A Guide to Alloy
Alternatives to Alloy
Z & Object Z
Developer of Z
Professor Jean-Raymond Abrial

As Alloy was heavily influenced by Z, it is only natural to compare the two.

Z was first developed in 1977 by Jean-Raymond Abrial at Oxford University. Being both based on logic and set theory, Alloy closely resembles Z. In fact, Alloy can be viewed as a subset of the Z language.

One of the advantages of Z is that it has a rich mathematical notation making it more expressive than Alloy. However, Alloy is first order making it automatically analyzable, theorem provers in Z are rather more limited. They are automated only up to a point, complex proofs often require guidance from an experienced user.

The distinct style and notation of schema calculus gives it the ability to support many different idioms. Alloy on the other hand has a pure ASCII notation and requires no special typesetting tools. Writing out schemas can be tedious in comparison to typing a signature on Alloy!

Overall, Z has had much more widespread use in education and research. Z has already been applied to several large projects including that on the CICS system by IBM and Oxford University. With continuing development and research being done, perhaps Alloy will one day emulate and even surpass Z.


Object Constraint Language in UML (OCL)

The Object Constraint Language(OCL) is the constraint language of UML. It was developed at IBM and ObjecTime Limited and was added to the UML in 1997. Because it was initially designed to be an annotation language for UML class diagrams, it does not include a textual notation for declarations. Variants of OCL such as USE overcome this limitation.

OCL is based on first-order predicate logic but uses a syntax similar to programming languages and closely related to the syntax of UML. Alloy is similar to OCL, but its creators claim that Alloy has a more conventional syntax and simpler semantics.
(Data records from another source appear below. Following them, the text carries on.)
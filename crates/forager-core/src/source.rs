use std::fmt;
use std::str::FromStr;

use chrono::{DateTime, Utc};
use serde::{Deserialize, Serialize};
use uuid::Uuid;

/// Last-known status of a configured source, updated on every run.
#[derive(Debug, Clone, Copy, PartialEq, Eq, Serialize, Deserialize)]
#[serde(rename_all = "lowercase")]
pub enum SourceStatus {
    Idle,
    Running,
    Success,
    Error,
}

impl SourceStatus {
    pub fn as_str(&self) -> &'static str {
        match self {
            SourceStatus::Idle => "idle",
            SourceStatus::Running => "running",
            SourceStatus::Success => "success",
            SourceStatus::Error => "error",
        }
    }
}

impl fmt::Display for SourceStatus {
    fn fmt(&self, f: &mut fmt::Formatter<'_>) -> fmt::Result {
        write!(f, "{}", self.as_str())
    }
}

impl FromStr for SourceStatus {
    type Err = String;

    fn from_str(s: &str) -> Result<Self, Self::Err> {
        match s.to_lowercase().as_str() {
            "idle" => Ok(SourceStatus::Idle),
            "running" => Ok(SourceStatus::Running),
            "success" => Ok(SourceStatus::Success),
            "error" => Ok(SourceStatus::Error),
            _ => Err(format!("Unknown source status: {}", s)),
        }
    }
}

/// Scraper type tag for an actor-run provider.
pub const SCRAPER_TYPE_APIFY_ACTOR: &str = "apify_actor";

/// A configured scrape target.
///
/// Created by source management; after that only the orchestrator mutates
/// it (status, timestamp, error) on each run.
#[derive(Debug, Clone, Serialize, Deserialize)]
pub struct Source {
    pub id: Uuid,
    pub name: String,
    pub url: String,
    pub scraper_type: String,
    /// Provider configuration blob. For actor sources this holds
    /// `actorId` and `input`.
    pub config: serde_json::Value,
    pub enabled: bool,
    pub last_run_at: Option<DateTime<Utc>>,
    pub last_status: SourceStatus,
    pub last_error: Option<String>,
    pub template_id: Option<Uuid>,
    pub created_at: DateTime<Utc>,
}

impl Source {
    /// Actor ID from the config blob, if present.
    pub fn actor_id(&self) -> Option<&str> {
        self.config.get("actorId").and_then(|v| v.as_str())
    }

    /// Actor input payload from the config blob, defaulting to `{}`.
    pub fn actor_input(&self) -> serde_json::Value {
        self.config
            .get("input")
            .cloned()
            .unwrap_or_else(|| serde_json::json!({}))
    }

    pub fn is_actor_source(&self) -> bool {
        self.scraper_type == SCRAPER_TYPE_APIFY_ACTOR
    }
}

/// Request to create a new source.
#[derive(Debug, Clone)]
pub struct CreateSourceRequest {
    pub name: String,
    pub url: String,
    pub scraper_type: String,
    pub config: serde_json::Value,
    pub template_id: Option<Uuid>,
}

impl CreateSourceRequest {
    pub fn new(name: impl Into<String>, url: impl Into<String>) -> Self {
        Self {
            name: name.into(),
            url: url.into(),
            scraper_type: SCRAPER_TYPE_APIFY_ACTOR.to_string(),
            config: serde_json::json!({}),
            template_id: None,
        }
    }

    pub fn with_scraper_type(mut self, scraper_type: impl Into<String>) -> Self {
        self.scraper_type = scraper_type.into();
        self
    }

    pub fn with_config(mut self, config: serde_json::Value) -> Self {
        self.config = config;
        self
    }

    pub fn with_template(mut self, template_id: Uuid) -> Self {
        self.template_id = Some(template_id);
        self
    }
}

/// Entry in the read-only catalog of known job boards.
#[derive(Debug, Clone, Serialize, Deserialize)]
pub struct SourceTemplate {
    pub id: Uuid,
    pub name: String,
    pub url: String,
    pub scraper_type: String,
    pub config: serde_json::Value,
    pub is_default: bool,
    pub description: Option<String>,
    pub created_at: DateTime<Utc>,
}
Alloy is fully declarative, whereas OCL allows mixing declarative and operational elements. The creators of Alloy argue that OCL is too implementation-oriented and therefore not well-suited for conceptual modelling though others believe that experience can help keep the specification process with OCL at an abstract level.

Many tools are available supporting OCL such as Octopus and the Eclipse Model Development Tools. Typical features include the interpretation of OCL constraints over test cases and code generation. Some, such as the USE tool mentioned above, support design-time analysis and allow exhaustive search over a finite space of cases similar to Alloy.


Vienna Development Method (VDM)
Co-developer of VDM
Professor Cliff Jones

Vienna Development Method (VDM) is a set of techniques for developing computer systems. It originated from IBM's Vienna Laboratory in the mid-1970s and was developed by Cliff Jones and Dines Bjorner. VDM includes a specification language called VDM-SL (VDM specification language).

After the development of VDM in the 1970s there were a few tools for checking VDM specifications, but these were mostly informal projects. In 1988 Peter Froome developed a tool called SpecBox which was the first industrialised tool for checking VDM specification. SpecBox is used in civil nuclear, railway and security applications.

There are many other tools for checking VDM specification such as IFAD VDM-SL and Centaur-VDM environment which is an interactive and graphical tool for VDM. However unlike Alloy these do not provide fully automatic analysis in the style of a model checker. Both Alloy and VDM support object-orientation and concurrency.

Although it is one of the first formal methods in development, it has been refined, standardized and is still widely used in industry by such organisations as British Aerospace Systems & Equipment, Rolls Royce and Dutch Department of Defence. Alloy is not used as much in industry as VDM.